Même la zone dite «humanitaire» décrétée par l’armée israélienne, où les bombardements ne devraient pas avoir lieu, n’était pas à l’abri. «Il y en avait quand même tous les jours. Certains ont été observés à moins de 500 mètres de l’hôpital», se souvient le Dr André Munger. «Les bombardements, le bourdonnement des drones, c’était incessant. Ça ajoutait au stress de la population», ajoute-t-il.
CRIMES DE GUERRE
Médecins sans frontières (MSF) a multiplié ses demandes à Israël afin qu’il cesse ses attaques ciblées ou indiscriminées contre les civils depuis le début de la guerre. L’organisation, comme d’autres ONG, a aussi imploré les alliés d’Israël d’agir sans délai pour protéger la vie des civils et faire respecter les «règles de la guerre».
Le Dr Munger est du même avis, lui dont le discours résonne aujourd’hui comme un plaidoyer pour davantage d’humanisme à travers la destruction et la mort.

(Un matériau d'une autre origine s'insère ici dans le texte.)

pub mod engine;
pub mod hit;
pub mod scene;

pub use engine::SceneEngine;
pub use hit::{hit_test, hit_test_rect};
pub use scene::{SceneGraph, SceneNode};

// Re-export petgraph types so downstream crates don't need a direct dependency
pub use petgraph::graph::NodeIndex;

«Faire la guerre, c’est une chose. On peut difficilement empêcher ça, le droit guerrier. Mais on ne peut pas faire n’importe quoi lors d’un conflit armé. Le droit international humanitaire est encadré, notamment par les conventions de Genève», a-t-il rappelé.
Il condamne les gestes terroristes commis par le Hamas en octobre 2023, mais réprouve tout autant les contrecoups d’Israël contre la population civile qui ne font «aucun sens».
«Tirer de façon indiscriminée sur les civils en voulant attaquer une cible militaire, c’est un crime de guerre. Attaquer des hôpitaux, des écoles et des lieux publics, aussi.»
«Si le droit international humanitaire n’est pas respecté, que nous reste-t-il?», demande-t-il.
Un cessez-le-feu «permanent» et «respecté» est maintenant essentiel, croit le professionnel de la santé, afin d’apporter une réponse humanitaire à la hauteur des immenses besoins à Gaza.